My son's trip to Angelfire Bike Park was so successful that I decided to replicate the experience closer to home --- specifically, at Snowshoe Mountain in West Virginia for their last mountain-bike weekend of the year. Feeling somewhat superstitious, I called Angelfire and had them deliver an exact copy of John's rental bike to the house, because I knew he would have success on it and there's no point in working your tailfeathers off in this world if you can't make something just right for your son. Then I went shopping for my bike. I'd just about settled on the grownup version of John's bike when the pro shop at Angel Fire called. They had something that I might like: a larger and more elaborately equipped variant of the Trek Session 9.9 that I'd ridden down their mountain. Was I interested? Sure.

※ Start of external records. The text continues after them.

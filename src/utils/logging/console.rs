//! Console output utilities
//!
//! Renders reports as aligned plain-text tables.

use itertools::Itertools;

use crate::algorithm::reports::SuiteOutput;
use crate::algorithm::reports::correlation::CorrelationRow;
use crate::models::summary::Report;

const NULL_CELL: &str = "-";

fn format_value(value: Option<f64>) -> String {
    value.map_or_else(|| NULL_CELL.to_string(), |v| format!("{v:.2}"))
}

fn render_grid(title: &str, header: &[String], body: &[Vec<String>]) -> String {
    let widths: Vec<usize> = (0..header.len())
        .map(|col| {
            body.iter()
                .map(|row| row[col].len())
                .chain(std::iter::once(header[col].len()))
                .max()
                .unwrap_or(0)
        })
        .collect();

    let line = |cells: &[String]| {
        cells
            .iter()
            .zip(&widths)
            .enumerate()
            .map(|(i, (cell, width))| {
                if i == 0 {
                    format!("{cell:<width$}")
                } else {
                    format!("{cell:>width$}")
                }
            })
            .join("  ")
    };

    let mut out = String::new();
    out.push_str(title);
    out.push('\n');
    out.push_str(&line(header));
    out.push('\n');
    out.push_str(&widths.iter().map(|w| "-".repeat(*w)).join("  "));
    out.push('\n');
    for row in body {
        out.push_str(&line(row));
        out.push('\n');
    }
    out
}

/// Render one report as a table
#[must_use]
pub fn render_report(report: &Report) -> String {
    let title = format!("{} (n = {})", report.name, report.total_records);
    if report.rows.is_empty() {
        return format!("{title}\n  (no rows)\n");
    }

    let header: Vec<String> = ["label", "count"]
        .into_iter()
        .chain(report.metric_names())
        .map(str::to_string)
        .collect();
    let body: Vec<Vec<String>> = report
        .rows
        .iter()
        .map(|row| {
            [row.label.clone(), row.count.to_string()]
                .into_iter()
                .chain(row.metrics.iter().map(|m| format_value(m.value)))
                .collect()
        })
        .collect();
    render_grid(&title, &header, &body)
}

/// Render correlation rows as a table
#[must_use]
pub fn render_correlations(title: &str, rows: &[CorrelationRow]) -> String {
    let header: Vec<String> = ["x", "y", "pairs", "r"].iter().map(|s| s.to_string()).collect();
    let body: Vec<Vec<String>> = rows
        .iter()
        .map(|row| {
            vec![
                row.x.to_string(),
                row.y.to_string(),
                row.pairs.to_string(),
                row.r.map_or_else(|| NULL_CELL.to_string(), |r| format!("{r:.3}")),
            ]
        })
        .collect();
    render_grid(title, &header, &body)
}

/// Render every report of a suite run, separated by blank lines
#[must_use]
pub fn render_suite(output: &SuiteOutput) -> String {
    let mut sections: Vec<String> = output.reports.iter().map(render_report).collect();
    if let Some(correlations) = &output.correlations {
        sections.push(render_correlations(&correlations.name, &correlations.rows));
    }
    sections.join("\n")
}
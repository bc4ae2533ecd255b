//! Per-bucket accumulators
//!
//! Accumulators only hold counts and sums. Merging two accumulators for the
//! same bucket is associative and commutative; rates and means are derived
//! once, after the last merge.

use smallvec::SmallVec;

use crate::algorithm::aggregation::bucket::{Bucket, BucketSpec};
use crate::algorithm::aggregation::metric::{MetricSpec, mean_value, rate_percent};
use crate::models::patient::PatientRecord;
use crate::models::summary::{MetricValue, SummaryRow};

/// Running state for one metric within one bucket
#[derive(Debug, Clone, Copy, Default, PartialEq)]
pub struct MetricAccumulator {
    /// Predicate matches (rate) or non-null values (mean)
    pub hits: u64,
    /// Sum of non-null values (mean only)
    pub sum: f64,
}

impl MetricAccumulator {
    fn observe(&mut self, spec: &MetricSpec, record: &PatientRecord) {
        match spec {
            MetricSpec::Rate { predicate, .. } => {
                if predicate.matches(record) {
                    self.hits += 1;
                }
            }
            MetricSpec::Mean { field, .. } => {
                if let Some(value) = field.value(record) {
                    self.hits += 1;
                    self.sum += value;
                }
            }
        }
    }

    fn merge(&mut self, other: &Self) {
        self.hits += other.hits;
        self.sum += other.sum;
    }

    fn finish(&self, spec: &MetricSpec, group_count: u64) -> Option<f64> {
        match spec {
            MetricSpec::Rate { .. } => rate_percent(self.hits, group_count),
            MetricSpec::Mean { .. } => mean_value(self.sum, self.hits),
        }
    }
}

/// Running state for one bucket
#[derive(Debug, Clone, PartialEq)]
pub struct BucketAccumulator {
    /// Records assigned to the bucket
    pub count: u64,
    /// Absolute index of the first record assigned to the bucket
    pub first_seen: usize,
    /// One accumulator per requested metric
    pub metrics: SmallVec<[MetricAccumulator; 4]>,
}

impl BucketAccumulator {
    #[must_use]
    pub fn new(metric_count: usize, first_seen: usize) -> Self {
        Self {
            count: 0,
            first_seen,
            metrics: SmallVec::from_elem(MetricAccumulator::default(), metric_count),
        }
    }

    pub fn observe(&mut self, record: &PatientRecord, metrics: &[MetricSpec]) {
        self.count += 1;
        for (acc, spec) in self.metrics.iter_mut().zip(metrics) {
            acc.observe(spec, record);
        }
    }

    pub fn merge(&mut self, other: &Self) {
        self.count += other.count;
        self.first_seen = self.first_seen.min(other.first_seen);
        for (acc, theirs) in self.metrics.iter_mut().zip(&other.metrics) {
            acc.merge(theirs);
        }
    }

    #[must_use]
    pub fn finish(&self, bucket: &Bucket, metrics: &[MetricSpec]) -> SummaryRow {
        SummaryRow {
            label: bucket.label.clone(),
            rank: bucket.rank,
            count: self.count,
            metrics: self
                .metrics
                .iter()
                .zip(metrics)
                .map(|(acc, spec)| MetricValue {
                    name: spec.name().to_string(),
                    value: acc.finish(spec, self.count),
                })
                .collect(),
        }
    }
}

/// Accumulators keyed by bucket index; `None` for buckets with no records yet
#[derive(Debug, Clone, PartialEq)]
pub struct AccumulatorTable {
    slots: Vec<Option<BucketAccumulator>>,
}

impl AccumulatorTable {
    #[must_use]
    pub fn new(bucket_count: usize) -> Self {
        Self {
            slots: vec![None; bucket_count],
        }
    }

    /// Fold a run of records that starts at absolute position `offset`
    #[must_use]
    pub fn fold(
        records: &[PatientRecord],
        offset: usize,
        spec: &BucketSpec,
        metrics: &[MetricSpec],
    ) -> Self {
        let mut table = Self::new(spec.buckets().len());
        for (i, record) in records.iter().enumerate() {
            let bucket = spec.classify(record);
            table.slots[bucket]
                .get_or_insert_with(|| BucketAccumulator::new(metrics.len(), offset + i))
                .observe(record, metrics);
        }
        table
    }

    /// Merge another table into this one, bucket by bucket
    pub fn merge(&mut self, other: &Self) {
        for (mine, theirs) in self.slots.iter_mut().zip(&other.slots) {
            match (mine.as_mut(), theirs) {
                (Some(acc), Some(other_acc)) => acc.merge(other_acc),
                (None, Some(other_acc)) => *mine = Some(other_acc.clone()),
                (_, None) => {}
            }
        }
    }

    /// Total records across all buckets
    #[must_use]
    pub fn total(&self) -> u64 {
        self.slots.iter().flatten().map(|acc| acc.count).sum()
    }

    /// Derive summary rows for occupied buckets, ordered by rank then first-seen
    #[must_use]
    pub fn into_rows(self, spec: &BucketSpec, metrics: &[MetricSpec]) -> Vec<SummaryRow> {
        let mut occupied: Vec<(&Bucket, BucketAccumulator)> = spec
            .buckets()
            .iter()
            .zip(self.slots)
            .filter_map(|(bucket, slot)| slot.map(|acc| (bucket, acc)))
            .collect();
        occupied.sort_by_key(|(bucket, acc)| (bucket.rank, acc.first_seen));
        occupied
            .iter()
            .map(|(bucket, acc)| acc.finish(bucket, metrics))
            .collect()
    }
}
//! Logging utilities for output and progress tracking
//!
//! This module provides utilities for logging, console output, and progress tracking.

pub mod console;
pub mod log;
pub mod progress;

// Re-export commonly used functions for convenience
pub use console::{render_correlations, render_report, render_suite};
pub use log::{log_load_complete, log_load_start, log_report_complete};
pub use progress::{create_main_progress_bar, finish_progress_bar, suite_progress_bar};
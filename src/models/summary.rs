//! Aggregated output rows and reports

use serde::ser::{SerializeMap, Serializer};
use serde::Serialize;

/// A named metric on one summary row; `None` means undefined (empty group)
#[derive(Debug, Clone, PartialEq)]
pub struct MetricValue {
    pub name: String,
    pub value: Option<f64>,
}

/// One row of aggregated output
#[derive(Debug, Clone, PartialEq)]
pub struct SummaryRow {
    /// Bucket label
    pub label: String,
    /// Declared sort rank of the bucket
    pub rank: u32,
    /// Population count of the bucket (case count for prevalence rows)
    pub count: u64,
    /// Derived metrics in the order they were requested
    pub metrics: Vec<MetricValue>,
}

impl SummaryRow {
    /// Look up a metric by name
    #[must_use]
    pub fn metric(&self, name: &str) -> Option<f64> {
        self.metrics
            .iter()
            .find(|m| m.name == name)
            .and_then(|m| m.value)
    }
}

// Rows serialize as ordered maps: label, count, then each metric column.
impl Serialize for SummaryRow {
    fn serialize<S: Serializer>(&self, serializer: S) -> Result<S::Ok, S::Error> {
        let mut map = serializer.serialize_map(Some(2 + self.metrics.len()))?;
        map.serialize_entry("label", &self.label)?;
        map.serialize_entry("count", &self.count)?;
        for metric in &self.metrics {
            map.serialize_entry(&metric.name, &metric.value)?;
        }
        map.end()
    }
}

/// A named, ordered result table
#[derive(Debug, Clone, PartialEq, Serialize)]
pub struct Report {
    /// Report title
    pub name: String,
    /// Number of input records the report was computed over
    pub total_records: u64,
    /// Output rows in report order
    pub rows: Vec<SummaryRow>,
}

impl Report {
    /// Sum of row counts
    #[must_use]
    pub fn population_sum(&self) -> u64 {
        self.rows.iter().map(|r| r.count).sum()
    }

    /// Find a row by bucket label
    #[must_use]
    pub fn row(&self, label: &str) -> Option<&SummaryRow> {
        self.rows.iter().find(|r| r.label == label)
    }

    /// Metric column names, taken from the first row
    #[must_use]
    pub fn metric_names(&self) -> Vec<&str> {
        self.rows
            .first()
            .map(|r| r.metrics.iter().map(|m| m.name.as_str()).collect())
            .unwrap_or_default()
    }
}
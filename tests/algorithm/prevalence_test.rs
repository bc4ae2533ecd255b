//! Tests for the disease prevalence report

use cohort_stats::algorithm::reports::prevalence::{
    DiseaseSpec, PREVALENCE_REPORT, PrevalenceDefinition, RATE_COLUMN,
};
use cohort_stats::models::patient::{CategoricalField, FlagField};
use cohort_stats::utils::test::{generate_synthetic_records, scenario_records};
use cohort_stats::{PatientRecord, Predicate, ReportConfig, prevalence_report};

#[test]
fn test_scenario_heart_disease_prevalence() {
    let records = scenario_records();
    let report = prevalence_report(&records, &ReportConfig::default());

    assert_eq!(report.name, PREVALENCE_REPORT);
    assert_eq!(report.total_records, 4);

    let heart = report.row("Heart Disease").unwrap();
    assert_eq!(heart.count, 2);
    assert_eq!(heart.metric(RATE_COLUMN), Some(50.0));
    assert_eq!(report.rows[0].label, "Heart Disease");
}

#[test]
fn test_rows_sorted_by_rate_with_declared_order_on_ties() {
    let records = scenario_records();
    let report = prevalence_report(&records, &ReportConfig::default());

    let labels: Vec<&str> = report.rows.iter().map(|r| r.label.as_str()).collect();
    assert_eq!(
        labels,
        vec![
            "Heart Disease",
            "Stroke",
            "Diabetes",
            "Asthma",
            "Kidney Disease",
            "Skin Cancer",
            "Difficulty Walking",
        ]
    );
    assert!(report.rows[1..].iter().all(|r| r.metric(RATE_COLUMN) == Some(0.0)));
}

#[test]
fn test_empty_input_has_no_rows() {
    let report = prevalence_report(&[], &ReportConfig::default());
    assert!(report.rows.is_empty());
    assert_eq!(report.total_records, 0);
}

#[test]
fn test_diabetes_matches_yes_but_not_its_variants() {
    let statuses = ["Yes", "Yes (during pregnancy)", "No, borderline diabetes", "yes"];
    let records: Vec<PatientRecord> = statuses
        .iter()
        .enumerate()
        .map(|(i, status)| PatientRecord {
            diabetic_status: Some((*status).to_string()),
            ..PatientRecord::new(format!("p{i}"))
        })
        .collect();

    let definition = PrevalenceDefinition::new(vec![DiseaseSpec::new(
        "Diabetes",
        Predicate::category(CategoricalField::DiabeticStatus, "Yes"),
    )])
    .unwrap();
    let report = definition.run(&records, &ReportConfig::default());
    // "Yes" and "yes"; the pregnancy and borderline variants are not diabetes
    assert_eq!(report.rows[0].count, 2);
    assert_eq!(report.rows[0].metric(RATE_COLUMN), Some(50.0));
}

#[test]
fn test_null_flags_count_in_denominator_only() {
    let records = vec![
        PatientRecord {
            stroke: Some(true),
            ..PatientRecord::new("a")
        },
        PatientRecord {
            stroke: Some(false),
            ..PatientRecord::new("b")
        },
        PatientRecord::new("c"),
    ];
    let definition =
        PrevalenceDefinition::new(vec![DiseaseSpec::new("Stroke", Predicate::Flag(FlagField::Stroke))])
            .unwrap();
    let report = definition.run(&records, &ReportConfig::default());
    assert_eq!(report.rows[0].count, 1);
    assert_eq!(report.rows[0].metric(RATE_COLUMN), Some(33.33));
}

#[test]
fn test_parallel_counting_matches_sequential() {
    let records = generate_synthetic_records(3_000, 17);
    let sequential = prevalence_report(&records, &ReportConfig::default());
    let parallel = prevalence_report(
        &records,
        &ReportConfig {
            parallel_threshold: 0,
            partitions: 4,
            ..ReportConfig::default()
        },
    );
    assert_eq!(sequential, parallel);
}

#[test]
fn test_single_partition_counts_sequentially() {
    let records = generate_synthetic_records(500, 29);
    let config = ReportConfig {
        parallel_threshold: 0,
        partitions: 1,
        ..ReportConfig::default()
    };
    assert!(!config.runs_parallel(records.len()));
    assert_eq!(
        prevalence_report(&records, &config),
        prevalence_report(&records, &ReportConfig::default())
    );
}
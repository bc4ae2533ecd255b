//! Utility functions for error handling
//!
//! This module provides helpers that attach path and purpose context to I/O failures.

use std::fs;
use std::io;
use std::path::Path;

use crate::error::{Error, Result};

/// Safely open a file with rich error information
///
/// # Arguments
/// * `path` - The path to the file to open
/// * `purpose` - Why the file is being opened (for error context)
///
/// # Returns
/// * `Result<fs::File>` - The opened file or a detailed error
pub fn safe_open_file(path: &Path, purpose: &str) -> Result<fs::File> {
    if path.is_dir() {
        return Err(Error::Io {
            message: format!("Expected a file for: {purpose}"),
            path: Some(path.to_path_buf()),
            source: io::Error::new(io::ErrorKind::InvalidInput, "path is a directory"),
        });
    }

    fs::File::open(path).map_err(|e| {
        let message = match e.kind() {
            io::ErrorKind::NotFound => format!("File not found, needed for: {purpose}"),
            io::ErrorKind::PermissionDenied => {
                "Permission denied - check file permissions".to_string()
            }
            _ => format!("Failed to open file for: {purpose}"),
        };

        Error::Io {
            message,
            path: Some(path.to_path_buf()),
            source: e,
        }
    })
}
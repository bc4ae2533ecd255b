//! Aggregation algorithms for population-health summaries
//!
//! `aggregation` is the generic bucket-and-fold engine; `reports` composes
//! it into the prevalence, cohort and correlation reports.

pub mod aggregation;
pub mod reports;
//! Platform management client abstraction.
//!
//! The platform management service owns all transceiver hardware access.
//! Daemons reach it through short-lived connections: acquire a handle,
//! issue RPCs, drop the handle. The traits here are the entire surface
//! this workspace consumes; the wire protocol behind them belongs to the
//! platform vendor stack and is out of scope.

use async_trait::async_trait;

use crate::error::XcvrResult;

/// A single open connection to the platform management service.
///
/// Handles are scoped: the connection is released when the handle is
/// dropped, on success and failure paths alike. Callers must not hold a
/// handle across unrelated work.
///
/// Port numbers are 1-based front-panel indices.
#[async_trait]
pub trait MgmtConnection: Send {
    /// Returns the highest valid QSFP port index on this platform.
    async fn max_qsfp_port(&mut self) -> XcvrResult<u32>;

    /// Returns true if a transceiver module is inserted in `port`.
    async fn presence(&mut self, port: u32) -> XcvrResult<bool>;

    /// Returns true if `port` is operating in low-power mode.
    async fn low_power_mode(&mut self, port: u32) -> XcvrResult<bool>;

    /// Enables or disables low-power mode on `port`.
    ///
    /// Returns the platform status code; 0 indicates success.
    async fn set_low_power_mode(&mut self, port: u32, enable: bool) -> XcvrResult<i32>;

    /// Asserts or deasserts the reset line on `port`.
    ///
    /// Returns the platform status code; 0 indicates success. A module
    /// left with reset asserted is held inoperative, so callers pairing
    /// assert/deassert must issue both on the same connection.
    async fn set_reset(&mut self, port: u32, asserted: bool) -> XcvrResult<i32>;

    /// Returns the full raw EEPROM dump of the module in `port` as a
    /// hex string.
    async fn eeprom_hex(&mut self, port: u32) -> XcvrResult<String>;
}

/// Factory for connections to the platform management service.
///
/// Implementations are cheap to clone/share; each [`connect`] call
/// performs the actual endpoint handshake. A failed `connect` surfaces
/// as [`crate::XcvrError::Connection`] and is a routine condition while
/// the management service is still starting up.
///
/// [`connect`]: MgmtClient::connect
#[async_trait]
pub trait MgmtClient: Send + Sync {
    /// Opens a new connection to the management service.
    async fn connect(&self) -> XcvrResult<Box<dyn MgmtConnection>>;
}
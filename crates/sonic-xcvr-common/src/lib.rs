//! Common infrastructure for SONiC transceiver daemons.
//!
//! This crate provides the shared building blocks for transceiver
//! management daemons in the Rust rewrite:
//!
//! - [`client`]: The narrow async interface to the platform management
//!   service (presence, low-power mode, reset, EEPROM dumps)
//! - [`error`]: Error types for transceiver operations
//! - [`mock`]: An in-memory platform manager used by tests and by
//!   standalone daemon runs
//!
//! # Architecture
//!
//! Transceiver daemons never talk to hardware directly. All module state
//! lives behind the platform management service, reached through
//! short-lived connections:
//!
//! 1. Acquire a connection via [`client::MgmtClient::connect`]
//! 2. Issue one or more RPCs on the [`client::MgmtConnection`] handle
//! 3. Drop the handle, releasing the connection on every path
//!
//! Connection-level failures are routine during switch bring-up (the
//! management service starts after the NOS) and are surfaced as
//! [`error::XcvrError::Connection`] for callers to degrade on.

pub mod client;
pub mod error;
pub mod mock;

// Re-export commonly used items at crate root
pub use client::{MgmtClient, MgmtConnection};
pub use error::{XcvrError, XcvrResult};
pub use mock::{MgmtCall, MockPltfmMgr};
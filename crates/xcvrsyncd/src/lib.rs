//! Transceiver Synchronization Daemon
//!
//! Monitors pluggable transceivers (SFP/QSFP) through the platform
//! management service and surfaces hot-plug events to the NOS platform
//! layer. One process-wide [`XcvrContext`] owns the port range, the
//! presence watcher, and the EEPROM snapshot cache; per-port
//! [`Sfp`] facades forward single-port operations to it.
//!
//! Presence changes are detected by a cadence-bounded poll loop rather
//! than hardware interrupts: the management service is the only party
//! with module access, and it is polled through short-lived
//! connections that tolerate the service being down during bring-up.

pub mod config;
pub mod context;
pub mod eeprom_cache;
pub mod presence;
pub mod sfp;
pub mod watcher;

pub use config::{EepromConfig, MgmtConfig, WatcherConfig, XcvrConfig};
pub use context::{PortRange, XcvrContext};
pub use presence::{ChangeSet, PortState, Presence};
pub use sfp::Sfp;
pub use watcher::WatcherPhase;
//! Configuration file support for xcvrsyncd
//!
//! Loads and validates xcvrsyncd configuration from TOML files.
//! Default location: /etc/sonic/xcvrsyncd.conf

use serde::{Deserialize, Serialize};
use std::fs;
use std::path::{Path, PathBuf};
use std::time::Duration;

use sonic_xcvr_common::{XcvrError, XcvrResult};

/// Management service endpoint configuration
#[derive(Debug, Clone, Serialize, Deserialize)]
pub struct MgmtConfig {
    /// Platform management service host
    #[serde(default = "default_mgmt_host")]
    pub host: String,

    /// Platform management service port
    #[serde(default = "default_mgmt_port")]
    pub port: u16,

    /// Connection timeout in seconds
    #[serde(default = "default_connect_timeout")]
    pub connect_timeout_secs: u64,
}

/// Change-event watcher configuration
#[derive(Debug, Clone, Serialize, Deserialize)]
pub struct WatcherConfig {
    /// Ticks between presence polls
    #[serde(default = "default_poll_interval_ticks")]
    pub poll_interval_ticks: u32,

    /// Length of one watcher tick in seconds
    #[serde(default = "default_tick_secs")]
    pub tick_secs: u64,
}

/// EEPROM snapshot cache configuration
#[derive(Debug, Clone, Serialize, Deserialize)]
pub struct EepromConfig {
    /// Path of the shared EEPROM cache file
    #[serde(default = "default_cache_path")]
    pub cache_path: PathBuf,
}

/// Complete xcvrsyncd configuration
#[derive(Debug, Clone, Default, Serialize, Deserialize)]
pub struct XcvrConfig {
    /// Management service endpoint
    #[serde(default)]
    pub mgmt: MgmtConfig,

    /// Watcher cadence settings
    #[serde(default)]
    pub watcher: WatcherConfig,

    /// EEPROM cache settings
    #[serde(default)]
    pub eeprom: EepromConfig,
}

// Default functions
fn default_mgmt_host() -> String {
    "127.0.0.1".to_string()
}

fn default_mgmt_port() -> u16 {
    9090
}

fn default_connect_timeout() -> u64 {
    5
}

fn default_poll_interval_ticks() -> u32 {
    4
}

fn default_tick_secs() -> u64 {
    1
}

fn default_cache_path() -> PathBuf {
    PathBuf::from("/var/run/platform/sfp/cache")
}

// Default implementations
impl Default for MgmtConfig {
    fn default() -> Self {
        Self {
            host: default_mgmt_host(),
            port: default_mgmt_port(),
            connect_timeout_secs: default_connect_timeout(),
        }
    }
}

impl Default for WatcherConfig {
    fn default() -> Self {
        Self {
            poll_interval_ticks: default_poll_interval_ticks(),
            tick_secs: default_tick_secs(),
        }
    }
}

impl Default for EepromConfig {
    fn default() -> Self {
        Self {
            cache_path: default_cache_path(),
        }
    }
}

impl XcvrConfig {
    /// Load configuration from file, falling back to defaults if file not found
    pub fn load_or_default(path: impl AsRef<Path>) -> XcvrResult<Self> {
        let path = path.as_ref();

        match fs::read_to_string(path) {
            Ok(content) => {
                let config: Self = toml::from_str(&content).map_err(|e| {
                    XcvrError::config(
                        "config_file",
                        format!("failed to parse {}: {}", path.display(), e),
                    )
                })?;
                config.validate()?;
                Ok(config)
            }
            Err(e) if e.kind() == std::io::ErrorKind::NotFound => {
                eprintln!(
                    "xcvrsyncd: Config file {} not found, using defaults",
                    path.display()
                );
                Ok(Self::default())
            }
            Err(e) => Err(XcvrError::Io(e)),
        }
    }

    /// Load from default location or defaults
    pub fn load() -> XcvrResult<Self> {
        Self::load_or_default("/etc/sonic/xcvrsyncd.conf")
    }

    /// Get connection timeout as Duration
    pub fn connect_timeout(&self) -> Duration {
        Duration::from_secs(self.mgmt.connect_timeout_secs)
    }

    /// Get the length of one watcher tick as Duration
    pub fn tick(&self) -> Duration {
        Duration::from_secs(self.watcher.tick_secs)
    }

    /// Validate configuration
    pub fn validate(&self) -> XcvrResult<()> {
        if self.mgmt.port == 0 {
            return Err(XcvrError::config("mgmt.port", "must be > 0"));
        }

        if self.watcher.poll_interval_ticks == 0 {
            return Err(XcvrError::config("watcher.poll_interval_ticks", "must be > 0"));
        }

        if self.watcher.tick_secs == 0 {
            return Err(XcvrError::config("watcher.tick_secs", "must be > 0"));
        }

        if self.eeprom.cache_path.as_os_str().is_empty() {
            return Err(XcvrError::config("eeprom.cache_path", "must not be empty"));
        }

        Ok(())
    }
}
//! Error types for transceiver management operations.
//!
//! This module defines the error taxonomy shared by all transceiver
//! daemon crates. All errors implement `std::error::Error` via
//! `thiserror`.

use std::io;
use thiserror::Error;

/// Result type alias for transceiver operations.
pub type XcvrResult<T> = Result<T, XcvrError>;

/// Errors that can occur during transceiver operations.
#[derive(Debug, Error)]
pub enum XcvrError {
    /// The platform management service could not be reached.
    #[error("Management service unreachable: {message}")]
    Connection {
        /// Error message.
        message: String,
    },

    /// An RPC on an already-open connection failed.
    #[error("Management RPC failed: {operation}: {message}")]
    Rpc {
        /// The RPC that failed (e.g., "presence", "set_reset").
        operation: String,
        /// Error message.
        message: String,
    },

    /// Caller supplied a port outside the resolved range.
    #[error("Port {port} is outside the valid port range")]
    InvalidPort {
        /// The offending port number.
        port: u32,
    },

    /// Caller supplied an invalid argument.
    #[error("Invalid argument: {message}")]
    InvalidArgument {
        /// Error message.
        message: String,
    },

    /// EEPROM cache file I/O failed.
    #[error("I/O error: {0}")]
    Io(#[from] io::Error),

    /// Configuration validation error.
    #[error("Invalid configuration for {field}: {message}")]
    Config {
        /// The field that failed validation.
        field: String,
        /// Error message.
        message: String,
    },
}

impl XcvrError {
    /// Creates a connection error.
    pub fn connection(message: impl Into<String>) -> Self {
        Self::Connection {
            message: message.into(),
        }
    }

    /// Creates an RPC error.
    pub fn rpc(operation: impl Into<String>, message: impl Into<String>) -> Self {
        Self::Rpc {
            operation: operation.into(),
            message: message.into(),
        }
    }

    /// Creates an invalid argument error.
    pub fn invalid_argument(message: impl Into<String>) -> Self {
        Self::InvalidArgument {
            message: message.into(),
        }
    }

    /// Creates a configuration error.
    pub fn config(field: impl Into<String>, message: impl Into<String>) -> Self {
        Self::Config {
            field: field.into(),
            message: message.into(),
        }
    }

    /// Returns true if this error means the management service itself
    /// was unreachable (as opposed to a single RPC failing).
    ///
    /// Connection-level failures abort a poll cycle; RPC-level failures
    /// degrade the affected port only.
    pub fn is_connection(&self) -> bool {
        matches!(self, XcvrError::Connection { .. })
    }
}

God knows I've spent some money on bicycles over the years --- my last couple custom-build BMX and dirt-jumper bikes each cost as much as a new Honda Grom --- but this was a new frontier. In cost, for sure. In complexity, absolutely. The Session's four-piston hydraulic brakes need to be bled, they need pad changes, they become hot enough to burn through skin on long downhills spent trailing a very fast 10-year-old who is still a 10-year-old. Servicing the bike's frame and suspension requires three different ranges of torque wrench. It's slightly smaller in total dimensions than a 350cc four-stroke off-road motorcycle, but longer front to back than my Honda CB1100. It's the lightest long-travel downhill bike ever made, thanks to the painstaking engineering of its carbon frame, but it still weighs thirty-five pounds. The UPS shipping calculator warned me that if I had underestimated the dimensions of the shipping box by more than five linear inches I would be subject to having my shipment confiscated and sold at auction. My first serious racing bicycle cost $169 on closeout and could be serviced with one hex key and two sizes of open-end wrench, but this one needs to have the carbon-fiber handlebars tightened to between 3.8 and 4.2 Newton-meters lest they slip (if too loose) or explode on impact (if they are too tight).
I took all of it seriously. Our trip to Snowshoe, undertaken in the company of my former racing student (and John's current racing instructor) Martin "El Jefe" Larrea, was planned with Guderian-esque precision. We rented an enormous house at hilarious cost and roamed through its eight bedrooms claiming dibs. Our vehicle was another rental --- a brand-new F-150 King Ranch with massaging seats.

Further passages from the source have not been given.